Records shown
--- START ---

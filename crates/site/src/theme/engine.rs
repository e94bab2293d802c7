//! Theme engine with Tera templates and suggestion resolution.

use std::collections::HashMap;
use std::path::Path;

use anyhow::{Context, Result};
use dashmap::DashMap;
use tera::Tera;
use tracing::{debug, info};

/// Templates compiled into the binary.
const BUILTIN_TEMPLATES: &[(&str, &str)] = &[
    ("layout.html", include_str!("../../templates/layout.html")),
    ("page.html", include_str!("../../templates/page.html")),
    ("page--story.html", include_str!("../../templates/page--story.html")),
    ("not_found.html", include_str!("../../templates/not_found.html")),
    ("loading.html", include_str!("../../templates/loading.html")),
    (
        "diagnostics/module.html",
        include_str!("../../templates/diagnostics/module.html"),
    ),
    ("modules/hero.html", include_str!("../../templates/modules/hero.html")),
    (
        "modules/rich_text.html",
        include_str!("../../templates/modules/rich_text.html"),
    ),
    (
        "modules/slideshow.html",
        include_str!("../../templates/modules/slideshow.html"),
    ),
    (
        "modules/two_column.html",
        include_str!("../../templates/modules/two_column.html"),
    ),
    ("modules/form.html", include_str!("../../templates/modules/form.html")),
    ("modules/cta.html", include_str!("../../templates/modules/cta.html")),
    ("modules/quote.html", include_str!("../../templates/modules/quote.html")),
    (
        "modules/stories_grid.html",
        include_str!("../../templates/modules/stories_grid.html"),
    ),
    (
        "modules/composite_feature.html",
        include_str!("../../templates/modules/composite_feature.html"),
    ),
    (
        "modules/testimonial.html",
        include_str!("../../templates/modules/testimonial.html"),
    ),
    (
        "modules/reviews_hero.html",
        include_str!("../../templates/modules/reviews_hero.html"),
    ),
    (
        "modules/product_ad.html",
        include_str!("../../templates/modules/product_ad.html"),
    ),
];

/// Theme engine for rendering templates.
pub struct ThemeEngine {
    /// Tera template engine instance.
    tera: Tera,
    /// Cache mapping suggestion lists to resolved template names.
    suggestion_cache: DashMap<String, String>,
}

impl ThemeEngine {
    /// Create a theme engine from the built-in templates, with any
    /// `*.html` file under `overrides` replacing the built-in of the same
    /// name (or adding a new suggestion target).
    pub fn new(overrides: Option<&Path>) -> Result<Self> {
        let mut builtin = Tera::default();
        builtin
            .add_raw_templates(BUILTIN_TEMPLATES.iter().copied())
            .context("failed to parse built-in templates")?;

        let mut tera = match overrides {
            Some(dir) => {
                let pattern = dir.join("**/*.html");
                let pattern_str = pattern
                    .to_str()
                    .context("invalid template directory path")?;

                // Parse without inheritance so overrides may extend built-ins
                let mut custom =
                    Tera::parse(pattern_str).context("failed to load template overrides")?;
                let override_count = custom.get_template_names().count();
                custom
                    .extend(&builtin)
                    .context("failed to merge built-in templates")?;
                custom
                    .build_inheritance_chains()
                    .context("failed to resolve template inheritance")?;
                info!(dir = %dir.display(), count = override_count, "loaded template overrides");
                custom
            }
            None => builtin,
        };

        Self::register_filters(&mut tera);

        let template_names: Vec<_> = tera.get_template_names().collect();
        debug!(count = template_names.len(), "loaded templates");

        Ok(Self {
            tera,
            suggestion_cache: DashMap::new(),
        })
    }

    /// Theme engine with only the built-in templates.
    pub fn builtin() -> Result<Self> {
        Self::new(None)
    }

    /// Register custom Tera filters.
    fn register_filters(tera: &mut Tera) {
        // RFC 3339 string (or Unix timestamp) to "March 4, 2025"
        tera.register_filter(
            "format_date",
            |value: &tera::Value, _args: &HashMap<String, tera::Value>| {
                let parsed = match value {
                    tera::Value::String(s) => chrono::DateTime::parse_from_rfc3339(s)
                        .ok()
                        .map(|dt| dt.with_timezone(&chrono::Utc)),
                    tera::Value::Number(n) => n
                        .as_i64()
                        .and_then(|ts| chrono::DateTime::from_timestamp(ts, 0)),
                    _ => None,
                };

                let formatted = parsed
                    .map(|dt| dt.format("%B %-d, %Y").to_string())
                    .unwrap_or_default();

                Ok(tera::Value::String(formatted))
            },
        );

        // Rating (0-5) to a row of filled and empty stars
        tera.register_filter(
            "stars",
            |value: &tera::Value, _args: &HashMap<String, tera::Value>| {
                let rating = value.as_f64().unwrap_or(0.0).clamp(0.0, 5.0);
                let filled = rating.round() as usize;
                let stars = format!("{}{}", "★".repeat(filled), "☆".repeat(5 - filled));
                Ok(tera::Value::String(stars))
            },
        );
    }

    /// Whether a template with this exact name is loaded.
    pub fn has_template(&self, name: &str) -> bool {
        self.tera.get_template(name).is_ok()
    }

    /// Resolve the best template from a list of suggestions.
    ///
    /// Templates are tried in order; the first one that exists is returned.
    /// Results are cached.
    ///
    /// Example suggestions: `["page--story--easter", "page--story", "page"]`
    pub fn resolve_template(&self, suggestions: &[&str]) -> Option<String> {
        if suggestions.is_empty() {
            return None;
        }

        let cache_key = suggestions.join("|");
        if let Some(cached) = self.suggestion_cache.get(&cache_key) {
            return Some(cached.clone());
        }

        for suggestion in suggestions {
            let template_name = if suggestion.ends_with(".html") {
                (*suggestion).to_string()
            } else {
                format!("{suggestion}.html")
            };
            if self.has_template(&template_name) {
                self.suggestion_cache
                    .insert(cache_key, template_name.clone());
                return Some(template_name);
            }
        }

        None
    }

    /// Page template suggestions for a document, most specific first:
    /// - `page--{type}--{slug}`
    /// - `page--{type}`
    /// - `page`
    pub fn page_suggestions(type_name: &str, slug: &str) -> Vec<String> {
        let mut suggestions = Vec::with_capacity(3);
        if !slug.is_empty() {
            suggestions.push(format!("page--{type_name}--{slug}"));
        }
        suggestions.push(format!("page--{type_name}"));
        suggestions.push("page".to_string());
        suggestions
    }

    /// Render a named template.
    pub fn render_template(&self, name: &str, context: &tera::Context) -> Result<String> {
        self.tera
            .render(name, context)
            .with_context(|| format!("failed to render template {name}"))
    }

    /// Render a document page, choosing the template by suggestion.
    pub fn render_page(
        &self,
        type_name: &str,
        slug: &str,
        context: &tera::Context,
    ) -> Result<String> {
        let suggestions = Self::page_suggestions(type_name, slug);
        let suggestion_refs: Vec<&str> = suggestions.iter().map(|s| s.as_str()).collect();

        let template = self
            .resolve_template(&suggestion_refs)
            .unwrap_or_else(|| "page.html".to_string());

        self.render_template(&template, context)
    }
}

impl std::fmt::Debug for ThemeEngine {
    fn fmt(&self, f: &mut std::fmt::Formatter<'_>) -> std::fmt::Result {
        f.debug_struct("ThemeEngine")
            .field("template_count", &self.tera.get_template_names().count())
            .field("cache_size", &self.suggestion_cache.len())
            .finish()
    }
}

#[cfg(test)]
#[allow(clippy::unwrap_used, clippy::expect_used)]
mod tests {
    use super::*;

    fn render_filter(template: &str, key: &str, value: impl serde::Serialize) -> String {
        let mut tera = Tera::default();
        ThemeEngine::register_filters(&mut tera);
        tera.add_raw_template("test", template).unwrap();
        let mut ctx = tera::Context::new();
        ctx.insert(key, &value);
        tera.render("test", &ctx).unwrap()
    }

    #[test]
    fn builtin_templates_parse() {
        let engine = ThemeEngine::builtin().unwrap();
        for (name, _) in BUILTIN_TEMPLATES {
            assert!(engine.has_template(name), "missing {name}");
        }
    }

    #[test]
    fn page_suggestions_most_specific_first() {
        assert_eq!(
            ThemeEngine::page_suggestions("story", "easter"),
            vec!["page--story--easter", "page--story", "page"]
        );
        assert_eq!(
            ThemeEngine::page_suggestions("page", ""),
            vec!["page--page", "page"]
        );
    }

    #[test]
    fn resolve_template_falls_through() {
        let engine = ThemeEngine::builtin().unwrap();
        assert_eq!(
            engine.resolve_template(&["page--story--easter", "page--story", "page"]),
            Some("page--story.html".to_string())
        );
        assert_eq!(
            engine.resolve_template(&["page--page--about", "page--page", "page"]),
            Some("page.html".to_string())
        );
        assert_eq!(engine.resolve_template(&["nope"]), None);
        assert_eq!(engine.resolve_template(&[]), None);
    }

    #[test]
    fn overrides_replace_builtins() {
        let dir = std::env::temp_dir().join(format!("site-theme-{}", std::process::id()));
        std::fs::create_dir_all(&dir).unwrap();
        std::fs::write(
            dir.join("not_found.html"),
            "{% extends \"layout.html\" %}{% block content %}custom missing{% endblock content %}",
        )
        .unwrap();

        let engine = ThemeEngine::new(Some(&dir)).unwrap();
        let mut ctx = tera::Context::new();
        ctx.insert("site", &serde_json::json!({ "title": "Hope" }));
        ctx.insert("seo", &serde_json::json!({ "title": "Not found" }));
        ctx.insert("preview", &false);
        let html = engine.render_template("not_found.html", &ctx).unwrap();
        assert!(html.contains("custom missing"));
        // Built-ins remain available
        assert!(engine.has_template("modules/hero.html"));

        std::fs::remove_dir_all(&dir).ok();
    }

    #[test]
    fn format_date_from_rfc3339() {
        let out = render_filter("{{ d | format_date }}", "d", "2025-03-04T10:00:00Z");
        assert_eq!(out, "March 4, 2025");
    }

    #[test]
    fn format_date_from_timestamp() {
        let out = render_filter("{{ d | format_date }}", "d", 1739577600_i64);
        assert_eq!(out, "February 15, 2025");
    }

    #[test]
    fn format_date_with_garbage_is_empty() {
        assert_eq!(render_filter("{{ d | format_date }}", "d", "soon"), "");
    }

    #[test]
    fn stars_rounds_and_clamps() {
        assert_eq!(render_filter("{{ r | stars }}", "r", 4.6), "★★★★★");
        assert_eq!(render_filter("{{ r | stars }}", "r", 3.2), "★★★☆☆");
        assert_eq!(render_filter("{{ r | stars }}", "r", 9), "★★★★★");
        assert_eq!(render_filter("{{ r | stars }}", "r", -1), "☆☆☆☆☆");
    }
}
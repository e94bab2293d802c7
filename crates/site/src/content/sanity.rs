//! HTTP content source backed by the CMS query API.

use std::time::Duration;

use async_trait::async_trait;
use serde::Deserialize;
use serde::de::DeserializeOwned;
use serde_json::Value;
use tracing::debug;
use url::Url;

use super::models::{Document, Settings};
use super::query::{document_query, settings_query};
use super::source::{ContentError, ContentSource, Perspective};
use crate::config::CmsConfig;

/// Request timeout for content queries.
const REQUEST_TIMEOUT_SECS: u64 = 10;

/// Envelope of a query API response.
#[derive(Debug, Deserialize)]
struct QueryResponse {
    #[serde(default)]
    result: Value,
}

/// Query API client.
pub struct SanityClient {
    http: reqwest::Client,
    /// Endpoint for published reads (CDN when enabled).
    published_endpoint: Url,
    /// Endpoint for draft reads (always the live API).
    drafts_endpoint: Url,
    token: Option<String>,
    document_query: String,
    settings_query: String,
}

impl SanityClient {
    /// Create a client for the configured project and dataset.
    pub fn new(config: &CmsConfig) -> Result<Self, ContentError> {
        let project_id = config
            .project_id
            .as_deref()
            .ok_or_else(|| ContentError::Config("missing project id".to_string()))?;

        if !project_id
            .chars()
            .all(|c| c.is_ascii_alphanumeric() || c == '-')
        {
            return Err(ContentError::Config(format!(
                "invalid project id '{project_id}'"
            )));
        }

        let published_endpoint = Self::endpoint(project_id, config, config.use_cdn)?;
        let drafts_endpoint = Self::endpoint(project_id, config, false)?;

        let http = reqwest::Client::builder()
            .timeout(Duration::from_secs(REQUEST_TIMEOUT_SECS))
            .build()?;

        Ok(Self {
            http,
            published_endpoint,
            drafts_endpoint,
            token: config.read_token.clone(),
            document_query: document_query(),
            settings_query: settings_query(),
        })
    }

    fn endpoint(project_id: &str, config: &CmsConfig, cdn: bool) -> Result<Url, ContentError> {
        let host = if cdn { "apicdn" } else { "api" };
        let api_version = config.api_version.trim_start_matches('v');
        Url::parse(&format!(
            "https://{project_id}.{host}.sanity.io/v{api_version}/data/query/{}",
            config.dataset
        ))
        .map_err(|e| ContentError::Config(format!("invalid query endpoint: {e}")))
    }

    /// Query endpoint used for the given perspective.
    pub fn endpoint_for(&self, perspective: Perspective) -> &Url {
        match perspective {
            Perspective::Published => &self.published_endpoint,
            Perspective::Drafts => &self.drafts_endpoint,
        }
    }

    /// Run a query and decode its `result`; a null result maps to `None`.
    async fn query<T: DeserializeOwned>(
        &self,
        query: &str,
        params: &[(&str, &str)],
        perspective: Perspective,
    ) -> Result<Option<T>, ContentError> {
        let mut pairs: Vec<(String, String)> = vec![
            ("query".to_string(), query.to_string()),
            ("perspective".to_string(), perspective.as_str().to_string()),
        ];
        for (name, value) in params {
            // Parameters are passed as JSON literals
            pairs.push((format!("${name}"), serde_json::to_string(value)?));
        }

        let mut request = self.http.get(self.endpoint_for(perspective).clone()).query(&pairs);
        if let Some(token) = &self.token {
            request = request.bearer_auth(token);
        }

        let response = request.send().await?;
        let status = response.status();
        if !status.is_success() {
            let message = response.text().await.unwrap_or_default();
            return Err(ContentError::Status {
                status: status.as_u16(),
                message: message.chars().take(200).collect(),
            });
        }

        let body: QueryResponse = response.json().await?;
        if body.result.is_null() {
            return Ok(None);
        }
        Ok(Some(serde_json::from_value(body.result)?))
    }
}

#[async_trait]
impl ContentSource for SanityClient {
    async fn document(
        &self,
        slug: &str,
        perspective: Perspective,
    ) -> Result<Option<Document>, ContentError> {
        debug!(slug = %slug, perspective = perspective.as_str(), "querying document");
        self.query(&self.document_query, &[("slug", slug)], perspective)
            .await
    }

    async fn settings(&self, perspective: Perspective) -> Result<Option<Settings>, ContentError> {
        self.query(&self.settings_query, &[], perspective).await
    }

    async fn healthy(&self) -> bool {
        self.query::<Value>(r#"*[_type == "settings"][0]._id"#, &[], Perspective::Published)
            .await
            .is_ok()
    }

    fn name(&self) -> &'static str {
        "sanity"
    }
}

impl std::fmt::Debug for SanityClient {
    fn fmt(&self, f: &mut std::fmt::Formatter<'_>) -> std::fmt::Result {
        f.debug_struct("SanityClient")
            .field("published_endpoint", &self.published_endpoint.as_str())
            .field("has_token", &self.token.is_some())
            .finish()
    }
}
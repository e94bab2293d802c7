//! Shared route helpers for page rendering.

use axum::http::{HeaderValue, header};
use axum::response::{Html, IntoResponse, Response};
use chrono::Datelike;
use serde::Serialize;
use serde_json::{Value, json};
use tracing::warn;

use crate::content::portable_text::is_safe_href;
use crate::content::{Document, ImageUrlBuilder, Settings};
use crate::state::AppState;

/// Width requested for the logo.
const LOGO_WIDTH: u32 = 320;

/// Width requested for social share images.
const SHARE_IMAGE_WIDTH: u32 = 1200;

/// Head metadata for a rendered page.
#[derive(Debug, Clone, Default, Serialize)]
pub struct Seo {
    pub title: String,
    pub description: Option<String>,
    pub image: Option<String>,
    pub canonical: Option<String>,
    /// Open Graph type.
    pub kind: &'static str,
    pub noindex: bool,
}

impl Seo {
    /// Metadata for a document, falling back to site-wide values.
    pub fn for_document(state: &AppState, document: &Document, settings: &Settings) -> Self {
        let path = match document.slug() {
            super::page::HOME_SLUG => String::new(),
            slug => slug.to_string(),
        };
        let share_image = document.share_image().or(settings.share_image.as_ref());

        Self {
            title: document.title().to_string(),
            description: document
                .seo_description()
                .map(str::to_string)
                .or_else(|| settings.tagline.clone()),
            image: share_image.and_then(|img| state.images().url(img, Some(SHARE_IMAGE_WIDTH))),
            canonical: Some(format!("{}/{}", state.site_url(), path)),
            kind: match document {
                Document::Story(_) => "article",
                Document::Page(_) => "website",
            },
            noindex: false,
        }
    }

    /// Metadata for pages without a document (not found, loading).
    pub fn untitled(title: &str) -> Self {
        Self {
            title: title.to_string(),
            kind: "website",
            noindex: true,
            ..Self::default()
        }
    }
}

/// Template view of the site settings: links resolved, unsafe ones dropped.
pub fn site_view(settings: &Settings, images: &ImageUrlBuilder) -> Value {
    let navigation: Vec<_> = settings.navigation.iter().filter_map(|l| l.view()).collect();

    let columns: Vec<Value> = settings
        .footer
        .columns
        .iter()
        .filter_map(|column| {
            let links: Vec<_> = column.links.iter().filter_map(|l| l.view()).collect();
            (!links.is_empty()).then(|| json!({ "heading": column.heading, "links": links }))
        })
        .collect();

    let social: Vec<Value> = settings
        .social
        .iter()
        .filter(|s| !s.platform.is_empty() && is_safe_href(&s.url))
        .map(|s| json!({ "platform": s.platform, "url": s.url }))
        .collect();

    let newsletter = settings.newsletter.as_ref().and_then(|n| {
        let action = n.action.as_deref().filter(|a| is_safe_href(a))?;
        Some(json!({
            "heading": n.heading,
            "description": n.description,
            "action": action,
            "button_label": n.button_label.as_deref().unwrap_or("Subscribe"),
        }))
    });

    let footer_html = (!settings.footer.text.is_empty()).then(|| settings.footer.text.to_html(images));

    json!({
        "title": settings.title,
        "tagline": settings.tagline,
        "logo": images.view(settings.logo.as_ref(), Some(LOGO_WIDTH)),
        "navigation": navigation,
        "footer": {
            "html": footer_html,
            "columns": columns,
            "copyright": settings.footer.copyright,
        },
        "social": social,
        "newsletter": newsletter,
    })
}

/// Base Tera context shared by every page: site chrome, metadata, preview flag.
pub fn shell_context(state: &AppState, settings: &Settings, seo: &Seo, preview: bool) -> tera::Context {
    let mut context = tera::Context::new();
    context.insert("site", &site_view(settings, state.images()));
    context.insert("seo", seo);
    context.insert("preview", &preview);
    context.insert("year", &chrono::Utc::now().year());
    context
}

/// Render a named shell template, degrading to bare HTML on failure.
pub fn render_shell(state: &AppState, template: &str, context: &tera::Context, fallback: &str) -> String {
    state
        .theme()
        .render_template(template, context)
        .unwrap_or_else(|e| {
            warn!(template = %template, error = %e, "failed to render page template");
            format!(
                "<!DOCTYPE html><html><body><main>{}</main></body></html>",
                html_escape(fallback)
            )
        })
}

/// `Cache-Control` for a public response.
pub fn public_cache(revalidate_secs: u64) -> HeaderValue {
    HeaderValue::from_str(&format!(
        "public, s-maxage={revalidate_secs}, stale-while-revalidate"
    ))
    .unwrap_or_else(|_| HeaderValue::from_static("no-cache"))
}

/// `Cache-Control` for responses that must not be shared.
pub fn private_no_store() -> HeaderValue {
    HeaderValue::from_static("private, no-store")
}

/// HTML response with a `Cache-Control` header.
pub fn html_response(
    status: axum::http::StatusCode,
    cache_control: HeaderValue,
    body: String,
) -> Response {
    (status, [(header::CACHE_CONTROL, cache_control)], Html(body)).into_response()
}

/// Escape text for safe HTML interpolation.
pub fn html_escape(s: &str) -> String {
    s.replace('&', "&amp;")
        .replace('<', "&lt;")
        .replace('>', "&gt;")
        .replace('"', "&quot;")
        .replace('\'', "&#x27;")
}
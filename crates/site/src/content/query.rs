//! Query projections for documents and settings.
//!
//! The module part of the document projection is generated from
//! [`ModuleKind::ALL`], the same table the renderer dispatches on, so every
//! module type the renderer knows is expanded here and no other fields are
//! requested.

use std::fmt::Write;

use crate::modules::ModuleKind;

/// Document types resolvable by slug.
pub const DOCUMENT_TYPES: &[&str] = &["page", "story"];

/// Fields shared by every document.
const COMMON_FIELDS: &[&str] = &[
    "_id",
    "_type",
    "title",
    r#""slug": slug.current"#,
    "seoDescription",
];

/// Page-only fields (besides modules).
const PAGE_FIELDS: &[&str] = &["shareImage"];

/// Story-only fields.
const STORY_FIELDS: &[&str] = &["featuredImage", "excerpt", "content", "publishedAt"];

/// Fields of the settings singleton.
const SETTINGS_FIELDS: &[&str] = &[
    "title",
    "tagline",
    "logo",
    "navigation",
    "footer",
    "social",
    "shareImage",
    "newsletter",
];

/// Projection used when a story is dereferenced from another document.
pub const STORY_CARD_PROJECTION: &str =
    r#"{_id, title, "slug": slug.current, featuredImage, excerpt, publishedAt}"#;

/// Build the conditional projection for a page's module array.
pub fn modules_projection() -> String {
    let mut out = String::from("modules[]{_key, _type");
    for kind in ModuleKind::ALL {
        // SAFETY: write!() to String is infallible
        #[allow(clippy::unwrap_used)]
        write!(
            out,
            r#", _type == "{}" => {{{}}}"#,
            kind.type_name(),
            kind.projection_fields().join(", ")
        )
        .unwrap();
    }
    out.push('}');
    out
}

/// Query for exactly one page or story by slug (`$slug` parameter).
pub fn document_query() -> String {
    let types = DOCUMENT_TYPES
        .iter()
        .map(|t| format!("\"{t}\""))
        .collect::<Vec<_>>()
        .join(", ");

    format!(
        r#"*[_type in [{types}] && slug.current == $slug][0]{{{common}, _type == "page" => {{{page}, {modules}}}, _type == "story" => {{{story}}}}}"#,
        common = COMMON_FIELDS.join(", "),
        page = PAGE_FIELDS.join(", "),
        modules = modules_projection(),
        story = STORY_FIELDS.join(", "),
    )
}

/// Query for the settings singleton. Not slug-scoped.
pub fn settings_query() -> String {
    format!(
        r#"*[_type == "settings"][0]{{{}}}"#,
        SETTINGS_FIELDS.join(", ")
    )
}

/// The result key a projection field expression produces.
///
/// `"slug": slug.current` yields `slug`; `stories[]->{...}` yields `stories`.
pub fn projected_key(expr: &str) -> &str {
    let expr = expr.trim();
    if let Some(rest) = expr.strip_prefix('"') {
        return rest.split('"').next().unwrap_or(rest);
    }
    let end = expr
        .find(|c: char| !(c.is_ascii_alphanumeric() || c == '_'))
        .unwrap_or(expr.len());
    &expr[..end]
}
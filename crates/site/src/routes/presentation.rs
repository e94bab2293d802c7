//! Handshake endpoint for the CMS studio's presentation tool.
//!
//! The studio runs on another origin and calls this with credentials to
//! learn whether the session is in draft mode.

use axum::extract::State;
use axum::http::{HeaderValue, Method};
use axum::routing::get;
use axum::{Json, Router};
use serde::Serialize;
use tower_http::cors::{AllowHeaders, CorsLayer};
use tower_sessions::Session;
use tracing::warn;

use crate::session::preview_enabled;
use crate::state::AppState;

#[derive(Debug, Serialize)]
struct PresentationResponse {
    ok: bool,
    preview: bool,
    project: Option<String>,
    dataset: String,
}

/// Create the presentation router, allowing the given studio origins.
pub fn router(studio_origins: &[String]) -> Router<AppState> {
    Router::new()
        .route(
            "/api/presentation",
            get(presentation).options(presentation),
        )
        .layer(build_cors_layer(studio_origins))
}

/// CORS for the studio: listed origins only, with credentials.
fn build_cors_layer(studio_origins: &[String]) -> CorsLayer {
    let origins: Vec<HeaderValue> = studio_origins
        .iter()
        .filter_map(|o| match o.parse::<HeaderValue>() {
            Ok(v) => Some(v),
            Err(_) => {
                warn!(origin = %o, "ignoring unparseable studio origin");
                None
            }
        })
        .collect();

    // Wildcards cannot be combined with credentials, so headers are mirrored
    CorsLayer::new()
        .allow_origin(origins)
        .allow_methods([Method::GET, Method::OPTIONS])
        .allow_headers(AllowHeaders::mirror_request())
        .allow_credentials(true)
}

async fn presentation(State(state): State<AppState>, session: Session) -> Json<PresentationResponse> {
    Json(PresentationResponse {
        ok: true,
        preview: preview_enabled(&session).await,
        project: state.project_id().map(str::to_string),
        dataset: state.dataset().to_string(),
    })
}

--- END ---

Exercise description
Look over the material and return every line where the word "ContentSource" is found.

Exercise output
use super::source::{ContentError, ContentSource, Perspective};
impl ContentSource for SanityClient {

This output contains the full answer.